INSTRUCTIONS FOR THE TASK | Copy out all of the entries, keeping every word the same.

Stored data:
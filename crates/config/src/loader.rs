use std::{
    path::{Path, PathBuf},
    sync::Mutex,
};

use tracing::debug;

use crate::{
    env_subst::substitute_env,
    error::{Context, Error, Result},
    schema::SitegateConfig,
};

/// Standard config file names, checked in order.
const CONFIG_FILENAMES: &[&str] = &[
    "sitegate.toml",
    "sitegate.yaml",
    "sitegate.yml",
    "sitegate.json",
];

/// Record store file name inside the data directory.
pub const DATABASE_FILENAME: &str = "sitegate.db";

static CONFIG_DIR_OVERRIDE: Mutex<Option<PathBuf>> = Mutex::new(None);
static DATA_DIR_OVERRIDE: Mutex<Option<PathBuf>> = Mutex::new(None);

/// Override the config directory (from `--config-dir`).
pub fn set_config_dir(dir: PathBuf) {
    if let Ok(mut guard) = CONFIG_DIR_OVERRIDE.lock() {
        *guard = Some(dir);
    }
}

/// Override the data directory (from `--data-dir`).
pub fn set_data_dir(dir: PathBuf) {
    if let Ok(mut guard) = DATA_DIR_OVERRIDE.lock() {
        *guard = Some(dir);
    }
}

fn overridden(slot: &Mutex<Option<PathBuf>>) -> Option<PathBuf> {
    slot.lock().ok().and_then(|guard| guard.clone())
}

/// Load config from the given path (any supported format).
pub fn load_config(path: &Path) -> Result<SitegateConfig> {
    let raw = std::fs::read_to_string(path)
        .with_context(|| format!("failed to read {}", path.display()))?;
    let raw = substitute_env(&raw);
    parse_config(&raw, path)
}

/// Load the discovered config file, or defaults when there is none.
///
/// A file that exists but does not parse is an error rather than a silent
/// fallback, since the defaults point artifacts at different directories.
pub fn load_discovered() -> Result<(Option<PathBuf>, SitegateConfig)> {
    let Some(path) = find_config_file() else {
        debug!("no config file found, using defaults");
        return Ok((None, SitegateConfig::default()));
    };
    debug!(path = %path.display(), "loading config");
    let config = load_config(&path)?;
    Ok((Some(path), config))
}

/// First existing config file: `--config-dir` alone when set, otherwise
/// the working directory and then the user config directory.
pub(crate) fn find_config_file() -> Option<PathBuf> {
    let search: Vec<PathBuf> = match overridden(&CONFIG_DIR_OVERRIDE) {
        Some(dir) => vec![dir],
        None => std::iter::once(PathBuf::new()).chain(config_dir()).collect(),
    };
    search
        .iter()
        .flat_map(|dir| CONFIG_FILENAMES.iter().map(move |name| dir.join(name)))
        .find(|candidate| candidate.is_file())
}

/// Returns the config directory (`~/.config/sitegate/` unless overridden).
pub fn config_dir() -> Option<PathBuf> {
    if let Some(dir) = overridden(&CONFIG_DIR_OVERRIDE) {
        return Some(dir);
    }
    directories::ProjectDirs::from("", "", "sitegate").map(|d| d.config_dir().to_path_buf())
}

/// Returns the data directory holding the record store.
pub fn data_dir() -> PathBuf {
    if let Some(dir) = overridden(&DATA_DIR_OVERRIDE) {
        return dir;
    }
    directories::ProjectDirs::from("", "", "sitegate")
        .map(|d| d.data_dir().to_path_buf())
        .unwrap_or_else(|| PathBuf::from(".sitegate"))
}

/// Path of the record store for `config`.
pub fn database_path(config: &SitegateConfig) -> PathBuf {
    config
        .paths
        .database
        .clone()
        .unwrap_or_else(|| data_dir().join(DATABASE_FILENAME))
}

/// Returns the path of an existing config file, or the default TOML path.
pub fn find_or_default_config_path() -> PathBuf {
    find_config_file().unwrap_or_else(|| {
        config_dir()
            .unwrap_or_else(|| PathBuf::from("."))
            .join(CONFIG_FILENAMES[0])
    })
}

fn parse_config(raw: &str, path: &Path) -> Result<SitegateConfig> {
    let ext = path.extension().and_then(|e| e.to_str()).unwrap_or("toml");

    match ext {
        "toml" => Ok(toml::from_str(raw)?),
        "yaml" | "yml" => Ok(serde_yaml::from_str(raw)?),
        "json" => Ok(serde_json::from_str(raw)?),
        _ => Err(Error::message(format!("unsupported config format: .{ext}"))),
    }
}
//! IP argument parsing and the set arithmetic behind each operation.
//!
//! Sets are kept as vectors so order stays observable: union puts the
//! requested IPs first, then existing ones not already present.

use crate::{Error, Result};

/// Remove-everything sentinel.
pub const ALL_SENTINEL: &str = "all";

const FORBIDDEN: &[char] = &[';', '{', '}', '#', '"', '\''];

/// Split comma or whitespace separated arguments into IP entries.
///
/// Empty entries (`"10.0.0.1,,10.0.0.2"`) and characters that would break
/// out of an `allow` directive are rejected.
pub fn parse_ips<S: AsRef<str>>(args: &[S]) -> Result<Vec<String>> {
    let mut out = Vec::new();
    for arg in args {
        let arg = arg.as_ref();
        if arg.trim().is_empty() {
            return Err(invalid(arg, "empty entry"));
        }
        for part in arg.split(',') {
            let part = part.trim();
            if part.is_empty() {
                return Err(invalid(arg, "empty entry"));
            }
            for entry in part.split_whitespace() {
                if let Some(c) = entry.chars().find(|c| FORBIDDEN.contains(c)) {
                    return Err(invalid(entry, &format!("character '{c}' is not allowed")));
                }
                out.push(entry.to_string());
            }
        }
    }
    Ok(out)
}

fn invalid(value: &str, reason: &str) -> Error {
    Error::InvalidIp {
        value: value.to_string(),
        reason: reason.to_string(),
    }
}

pub fn is_all_sentinel(ip: &str) -> bool {
    ip.eq_ignore_ascii_case(ALL_SENTINEL)
}

/// Reject the remove sentinel where a real IP is required.
pub fn reject_sentinel(ips: &[String]) -> Result<()> {
    match ips.iter().find(|ip| is_all_sentinel(ip)) {
        Some(ip) => Err(invalid(ip, "'all' is only meaningful for remove")),
        None => Ok(()),
    }
}

/// First occurrence wins.
pub fn dedup(ips: &[String]) -> Vec<String> {
    let mut out: Vec<String> = Vec::with_capacity(ips.len());
    for ip in ips {
        if !out.contains(ip) {
            out.push(ip.clone());
        }
    }
    out
}

/// Requested IPs first, then existing ones not already present.
pub fn union(requested: &[String], existing: &[String]) -> Vec<String> {
    let mut out = dedup(requested);
    for ip in existing {
        if !out.contains(ip) {
            out.push(ip.clone());
        }
    }
    out
}

/// Outcome of subtracting `requested` from `existing`.
#[derive(Debug, Clone, Default, PartialEq, Eq)]
pub struct Difference {
    pub removed: Vec<String>,
    pub not_found: Vec<String>,
    pub remaining: Vec<String>,
}

pub fn difference(existing: &[String], requested: &[String]) -> Difference {
    let requested = dedup(requested);
    let (removed, not_found): (Vec<String>, Vec<String>) =
        requested.into_iter().partition(|ip| existing.contains(ip));
    let remaining = existing
        .iter()
        .filter(|ip| !removed.contains(ip))
        .cloned()
        .collect();
    Difference {
        removed,
        not_found,
        remaining,
    }
}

SOLUTION |
filename crates/config/src/loader.rs
use std::{
    path::{Path, PathBuf},
    sync::Mutex,
};

use tracing::debug;

use crate::{
    env_subst::substitute_env,
    error::{Context, Error, Result},
    schema::SitegateConfig,
};

/// Standard config file names, checked in order.
const CONFIG_FILENAMES: &[&str] = &[
    "sitegate.toml",
    "sitegate.yaml",
    "sitegate.yml",
    "sitegate.json",
];

/// Record store file name inside the data directory.
pub const DATABASE_FILENAME: &str = "sitegate.db";

static CONFIG_DIR_OVERRIDE: Mutex<Option<PathBuf>> = Mutex::new(None);
static DATA_DIR_OVERRIDE: Mutex<Option<PathBuf>> = Mutex::new(None);

/// Override the config directory (from `--config-dir`).
pub fn set_config_dir(dir: PathBuf) {
    if let Ok(mut guard) = CONFIG_DIR_OVERRIDE.lock() {
        *guard = Some(dir);
    }
}

/// Override the data directory (from `--data-dir`).
pub fn set_data_dir(dir: PathBuf) {
    if let Ok(mut guard) = DATA_DIR_OVERRIDE.lock() {
        *guard = Some(dir);
    }
}

fn overridden(slot: &Mutex<Option<PathBuf>>) -> Option<PathBuf> {
    slot.lock().ok().and_then(|guard| guard.clone())
}

/// Load config from the given path (any supported format).
pub fn load_config(path: &Path) -> Result<SitegateConfig> {
    let raw = std::fs::read_to_string(path)
        .with_context(|| format!("failed to read {}", path.display()))?;
    let raw = substitute_env(&raw);
    parse_config(&raw, path)
}

/// Load the discovered config file, or defaults when there is none.
///
/// A file that exists but does not parse is an error rather than a silent
/// fallback, since the defaults point artifacts at different directories.
pub fn load_discovered() -> Result<(Option<PathBuf>, SitegateConfig)> {
    let Some(path) = find_config_file() else {
        debug!("no config file found, using defaults");
        return Ok((None, SitegateConfig::default()));
    };
    debug!(path = %path.display(), "loading config");
    let config = load_config(&path)?;
    Ok((Some(path), config))
}

/// First existing config file: `--config-dir` alone when set, otherwise
/// the working directory and then the user config directory.
pub(crate) fn find_config_file() -> Option<PathBuf> {
    let search: Vec<PathBuf> = match overridden(&CONFIG_DIR_OVERRIDE) {
        Some(dir) => vec![dir],
        None => std::iter::once(PathBuf::new()).chain(config_dir()).collect(),
    };
    search
        .iter()
        .flat_map(|dir| CONFIG_FILENAMES.iter().map(move |name| dir.join(name)))
        .find(|candidate| candidate.is_file())
}

/// Returns the config directory (`~/.config/sitegate/` unless overridden).
pub fn config_dir() -> Option<PathBuf> {
    if let Some(dir) = overridden(&CONFIG_DIR_OVERRIDE) {
        return Some(dir);
    }
    directories::ProjectDirs::from("", "", "sitegate").map(|d| d.config_dir().to_path_buf())
}

/// Returns the data directory holding the record store.
pub fn data_dir() -> PathBuf {
    if let Some(dir) = overridden(&DATA_DIR_OVERRIDE) {
        return dir;
    }
    directories::ProjectDirs::from("", "", "sitegate")
        .map(|d| d.data_dir().to_path_buf())
        .unwrap_or_else(|| PathBuf::from(".sitegate"))
}

/// Path of the record store for `config`.
pub fn database_path(config: &SitegateConfig) -> PathBuf {
    config
        .paths
        .database
        .clone()
        .unwrap_or_else(|| data_dir().join(DATABASE_FILENAME))
}

/// Returns the path of an existing config file, or the default TOML path.
pub fn find_or_default_config_path() -> PathBuf {
    find_config_file().unwrap_or_else(|| {
        config_dir()
            .unwrap_or_else(|| PathBuf::from("."))
            .join(CONFIG_FILENAMES[0])
    })
}

fn parse_config(raw: &str, path: &Path) -> Result<SitegateConfig> {
    let ext = path.extension().and_then(|e| e.to_str()).unwrap_or("toml");

    match ext {
        "toml" => Ok(toml::from_str(raw)?),
        "yaml" | "yml" => Ok(serde_yaml::from_str(raw)?),
        "json" => Ok(serde_json::from_str(raw)?),
        _ => Err(Error::message(format!("unsupported config format: .{ext}"))),
    }
}
//! IP argument parsing and the set arithmetic behind each operation.
//!
//! Sets are kept as vectors so order stays observable: union puts the
//! requested IPs first, then existing ones not already present.

use crate::{Error, Result};

/// Remove-everything sentinel.
pub const ALL_SENTINEL: &str = "all";

const FORBIDDEN: &[char] = &[';', '{', '}', '#', '"', '\''];

/// Split comma or whitespace separated arguments into IP entries.
///
/// Empty entries (`"10.0.0.1,,10.0.0.2"`) and characters that would break
/// out of an `allow` directive are rejected.
pub fn parse_ips<S: AsRef<str>>(args: &[S]) -> Result<Vec<String>> {
    let mut out = Vec::new();
    for arg in args {
        let arg = arg.as_ref();
        if arg.trim().is_empty() {
            return Err(invalid(arg, "empty entry"));
        }
        for part in arg.split(',') {
            let part = part.trim();
            if part.is_empty() {
                return Err(invalid(arg, "empty entry"));
            }
            for entry in part.split_whitespace() {
                if let Some(c) = entry.chars().find(|c| FORBIDDEN.contains(c)) {
                    return Err(invalid(entry, &format!("character '{c}' is not allowed")));
                }
                out.push(entry.to_string());
            }
        }
    }
    Ok(out)
}

fn invalid(value: &str, reason: &str) -> Error {
    Error::InvalidIp {
        value: value.to_string(),
        reason: reason.to_string(),
    }
}

pub fn is_all_sentinel(ip: &str) -> bool {
    ip.eq_ignore_ascii_case(ALL_SENTINEL)
}

/// Reject the remove sentinel where a real IP is required.
pub fn reject_sentinel(ips: &[String]) -> Result<()> {
    match ips.iter().find(|ip| is_all_sentinel(ip)) {
        Some(ip) => Err(invalid(ip, "'all' is only meaningful for remove")),
        None => Ok(()),
    }
}

/// First occurrence wins.
pub fn dedup(ips: &[String]) -> Vec<String> {
    let mut out: Vec<String> = Vec::with_capacity(ips.len());
    for ip in ips {
        if !out.contains(ip) {
            out.push(ip.clone());
        }
    }
    out
}

/// Requested IPs first, then existing ones not already present.
pub fn union(requested: &[String], existing: &[String]) -> Vec<String> {
    let mut out = dedup(requested);
    for ip in existing {
        if !out.contains(ip) {
            out.push(ip.clone());
        }
    }
    out
}

/// Outcome of subtracting `requested` from `existing`.
#[derive(Debug, Clone, Default, PartialEq, Eq)]
pub struct Difference {
    pub removed: Vec<String>,
    pub not_found: Vec<String>,
    pub remaining: Vec<String>,
}

pub fn difference(existing: &[String], requested: &[String]) -> Difference {
    let requested = dedup(requested);
    let (removed, not_found): (Vec<String>, Vec<String>) =
        requested.into_iter().partition(|ip| existing.contains(ip));
    let remaining = existing
        .iter()
        .filter(|ip| !removed.contains(ip))
        .cloned()
        .collect();
    Difference {
        removed,
        not_found,
        remaining,
    }
}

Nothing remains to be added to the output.